**Problem description:**
From the entries below, tally the lines with "display" in them and reply with that figure only.

**Extracted data:**
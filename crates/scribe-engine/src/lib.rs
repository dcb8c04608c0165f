//! Processing pipeline for scribe
//!
//! [`ProcessingController`] is the single entry point front ends talk to:
//! load, clean and split documents, count tokens, analyze chunk fit and
//! estimate training cost, with premium operations checked against a
//! license gate.

pub mod analyzer;
pub mod controller;

pub use analyzer::{Analyzer, summarize};
pub use controller::{ComparisonOutcome, CostReport, ProcessingController, TokenizerComparison};
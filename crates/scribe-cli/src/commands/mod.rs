pub mod config;
pub mod costs;
pub mod license;
pub mod process;
pub mod session;

use anyhow::{Context, Result};
use scribe_config::Config;
use scribe_core::{CleanOptions, FileConfig, SplitMethod};
use scribe_engine::ProcessingController;

use crate::cli::InputArgs;

/// Processing settings after applying command-line overrides to the config
#[derive(Debug, Clone)]
pub struct Settings {
    pub method: SplitMethod,
    pub delimiter: Option<String>,
    pub clean: CleanOptions,
    pub tokenizer: String,
    pub token_limit: usize,
}

impl Settings {
    pub fn resolve(args: &InputArgs, config: &Config) -> Self {
        Self {
            method: args.method.unwrap_or(config.split.method),
            delimiter: args
                .delimiter
                .clone()
                .or_else(|| config.split.delimiter.clone()),
            clean: if args.no_clean {
                CleanOptions::none()
            } else {
                config.clean
            },
            tokenizer: args
                .tokenizer
                .clone()
                .unwrap_or_else(|| config.default_tokenizer.clone()),
            token_limit: args.limit.unwrap_or(config.token_limit),
        }
    }

    pub fn file_config(&self) -> FileConfig {
        FileConfig {
            tokenizer: self.tokenizer.clone(),
            split_method: self.method,
            delimiter: self.delimiter.clone(),
            clean: self.clean,
        }
    }
}

/// Chunks for one input document
pub struct Document {
    pub path: String,
    pub chunks: Vec<String>,
}

/// Expand the inputs and chunk every matching document, in path order
pub async fn load_documents(
    controller: &ProcessingController,
    args: &InputArgs,
    settings: &Settings,
) -> Result<Vec<Document>> {
    let paths = scribe_sources::expand_inputs(&args.inputs)?;
    if paths.is_empty() {
        anyhow::bail!("No documents matched {}", args.inputs.join(", "));
    }

    let mut documents = Vec::with_capacity(paths.len());
    for path in paths {
        let chunks = controller
            .process_book(
                &path,
                &settings.clean,
                settings.method,
                settings.delimiter.as_deref(),
            )
            .await
            .with_context(|| format!("Failed to process {}", path.display()))?;
        tracing::debug!(path = %path.display(), chunks = chunks.len(), "Loaded document");
        documents.push(Document {
            path: path.display().to_string(),
            chunks,
        });
    }
    Ok(documents)
}

/// All chunks of all inputs, concatenated in path order
pub async fn load_chunks(
    controller: &ProcessingController,
    args: &InputArgs,
    settings: &Settings,
) -> Result<Vec<String>> {
    Ok(load_documents(controller, args, settings)
        .await?
        .into_iter()
        .flat_map(|doc| doc.chunks)
        .collect())
}

#[cfg(test)]
mod tests {
    use super::*;

    fn args(extra: &[&str]) -> InputArgs {
        use clap::Parser;

        #[derive(Parser)]
        struct Wrapper {
            #[command(flatten)]
            input: InputArgs,
        }

        let argv = ["scribe", "book.txt"].iter().chain(extra).copied();
        Wrapper::parse_from(argv).input
    }

    #[test]
    fn test_settings_fall_back_to_config() {
        let config = Config::default();
        let settings = Settings::resolve(&args(&[]), &config);

        assert_eq!(settings.method, SplitMethod::Paragraph);
        assert_eq!(settings.tokenizer, "gpt2");
        assert_eq!(settings.token_limit, 512);
        assert_eq!(settings.clean, CleanOptions::default());
    }

    #[test]
    fn test_flags_override_config() {
        let config = Config::default();
        let settings = Settings::resolve(
            &args(&[
                "--method", "custom", "--delimiter", "###", "--no-clean", "--tokenizer", "gpt-4",
                "--limit", "1024",
            ]),
            &config,
        );

        assert_eq!(settings.method, SplitMethod::Custom);
        assert_eq!(settings.delimiter.as_deref(), Some("###"));
        assert_eq!(settings.clean, CleanOptions::none());
        assert_eq!(settings.tokenizer, "gpt-4");
        assert_eq!(settings.token_limit, 1024);
        assert_eq!(settings.file_config().split_method, SplitMethod::Custom);
    }

    #[tokio::test]
    async fn test_load_chunks_from_glob() {
        let dir = tempfile::TempDir::new().unwrap();
        std::fs::write(dir.path().join("a.txt"), "One.\n\nTwo.").unwrap();
        std::fs::write(dir.path().join("b.txt"), "Three.").unwrap();

        let pattern = dir.path().join("*.txt").display().to_string();
        let input = args(&[]);
        let input = InputArgs {
            inputs: vec![pattern],
            ..input
        };
        let controller = ProcessingController::new(Box::new(scribe_core::StaticLicense::free()));
        let settings = Settings::resolve(&input, &Config::default());

        let chunks = load_chunks(&controller, &input, &settings).await.unwrap();
        assert_eq!(chunks, vec!["One.", "Two.", "Three."]);
    }
}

**Written answer:**
4